Univariate analyses of variance revealed no baseline differences across the groups in the cognition outcome variable at baseline for the forward digit span two-error maximum length (TE_ML) measure (F(3, 291) = 0.45, p = 0.720), or the according backward digit span measure (F(3, 291) = 0.15, p = 0.962). Univariate analyses of variance also revealed no baseline differences across the groups in the cognition outcome variable at baseline for the dual n-back measure d prime (F(3, 291) = 1.01, p = 0.388).

Concerning the two-error maximum length digit span forward, there was no significant time effect (F(1, 281) = 1.1, p = 0.298, η2partial = 0.004). The time × soundscape type interaction effect was also not significant (F(1, 281) = 0.2 p = 0.662, η2partial = 0.001), as well as the time × type × diversity triple interaction (F(1, 281) = 1.1, p = 0.296, η2partial = 0.004). The same null-finding emerged for the according backward digit span measure: time (F(1, 281) = 0.30, p = 0.582, η2partial = 0.001), time × soundscape type (F(1, 281) = 1.04, p = 0.308, η2partial = 0.004) and time × type × diversity (F(1, 281) = 1.2, p = 0.278, η2partial = 0.004). For the n-back task total performance parameter, there were also consistent null-findings. There was no significant effect of time (F(1, 287) = 0.37, p = 0.543, η2partial = 0.001) or time × soundscape type (F(1, 287) = 0.23, p = 0.635, η2partial = 0.001) nor time × type × diversity (F(1, 287) = 1.12, p = 0.279, η2partial = 0.004).
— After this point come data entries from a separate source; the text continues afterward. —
use metrics_exporter_prometheus::{PrometheusBuilder, PrometheusHandle};
use prometheus::{IntCounterVec, Opts, Registry};
use std::sync::OnceLock;

pub static METRICS_HANDLE: OnceLock<PrometheusHandle> = OnceLock::new();
pub static PROMETHEUS_REGISTRY: OnceLock<Registry> = OnceLock::new();
pub static BOOKING_TRANSITIONS_TOTAL: OnceLock<IntCounterVec> = OnceLock::new();
pub static PAYMENT_OUTCOMES_TOTAL: OnceLock<IntCounterVec> = OnceLock::new();
pub static PAYMENT_AMOUNT_TOTAL: OnceLock<IntCounterVec> = OnceLock::new();

pub fn init_metrics() {
    let builder = PrometheusBuilder::new();
    let handle = builder
        .install_recorder()
        .expect("failed to install Prometheus recorder");

    if METRICS_HANDLE.set(handle).is_err() {
        panic!("failed to set metrics handle: already initialized");
    }

    let registry = Registry::new();

    let transitions_counter = IntCounterVec::new(
        Opts::new(
            "booking_transitions_total",
            "Booking state machine transitions by edge",
        ),
        &["from", "to"],
    )
    .expect("Failed to create booking_transitions_total metric");

    let outcomes_counter = IntCounterVec::new(
        Opts::new(
            "payment_outcomes_total",
            "Payment reconciliation outcomes by result",
        ),
        &["outcome"],
    )
    .expect("Failed to create payment_outcomes_total metric");

    let amount_counter = IntCounterVec::new(
        Opts::new(
            "payment_amount_total",
            "Settled payment amounts by currency (in smallest unit)",
        ),
        &["currency"],
    )
    .expect("Failed to create payment_amount_total metric");

    registry
        .register(Box::new(transitions_counter.clone()))
        .expect("Failed to register booking_transitions_total");
    registry
        .register(Box::new(outcomes_counter.clone()))
        .expect("Failed to register payment_outcomes_total");
    registry
        .register(Box::new(amount_counter.clone()))
        .expect("Failed to register payment_amount_total");

    PROMETHEUS_REGISTRY
        .set(registry)
        .expect("Failed to set prometheus registry");
    BOOKING_TRANSITIONS_TOTAL
        .set(transitions_counter)
        .expect("Failed to set booking_transitions_total");
    PAYMENT_OUTCOMES_TOTAL
        .set(outcomes_counter)
        .expect("Failed to set payment_outcomes_total");
    PAYMENT_AMOUNT_TOTAL
        .set(amount_counter)
        .expect("Failed to set payment_amount_total");
}

pub fn get_metrics() -> String {
    let mut output = METRICS_HANDLE
        .get()
        .map(|handle| handle.render())
        .unwrap_or_else(|| "# Metrics recorder not initialized\n".to_string());

    if let Some(registry) = PROMETHEUS_REGISTRY.get() {
        use prometheus::Encoder;
        let encoder = prometheus::TextEncoder::new();
        let metric_families = registry.gather();
        let mut buffer = Vec::new();
        encoder.encode(&metric_families, &mut buffer).ok();
        if let Ok(custom_metrics) = String::from_utf8(buffer) {
            output.push_str(&custom_metrics);
        }
    }

    output
}

/// Record one booking state machine transition.
pub fn record_booking_transition(from: &str, to: &str) {
    if let Some(counter) = BOOKING_TRANSITIONS_TOTAL.get() {
        counter.with_label_values(&[from, to]).inc();
    }
}

/// Record a reconciliation outcome (success, failed, pending, stale).
pub fn record_payment_outcome(outcome: &str) {
    if let Some(counter) = PAYMENT_OUTCOMES_TOTAL.get() {
        counter.with_label_values(&[outcome]).inc();
    }
}

/// Record a settled amount for reporting.
pub fn record_payment_amount(currency: &str, amount_minor: u64) {
    if let Some(counter) = PAYMENT_AMOUNT_TOTAL.get() {
        counter.with_label_values(&[currency]).inc_by(amount_minor);
    }
}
Additional analyses were run to check the robustness of the effects i.e., controlling for state paranoia age, and positive symptoms which differed significantly (paranoia) or at trend (p < 0.10; age, positive symptoms) at baseline as covariates, and excluding cases who did not type in at least one digit of the auditory codeword at the end of the soundscape correctly (= listening compliance check). The results of these analyses were comparable to the above reported ones. At last, an aggregation of both task scores into a composite z-score, which is an established practice in the field16, did not yield a significant result either.

Discussion

The present study built up a previous study by van Hedger et al.16, who demonstrated that a natural vs. urban soundscape was related to better cognitive outcomes, but failed to demonstrate significant effects on mood. In the present study, birdsongs were contrasted with traffic noise, whereby a novel diversity factor (low vs. high number of birdsongs or traffic noise sources in the soundscapes that participants were exposed to) was introduced, and effects on paranoia were additionally tested (for the rationale see “Introduction” section).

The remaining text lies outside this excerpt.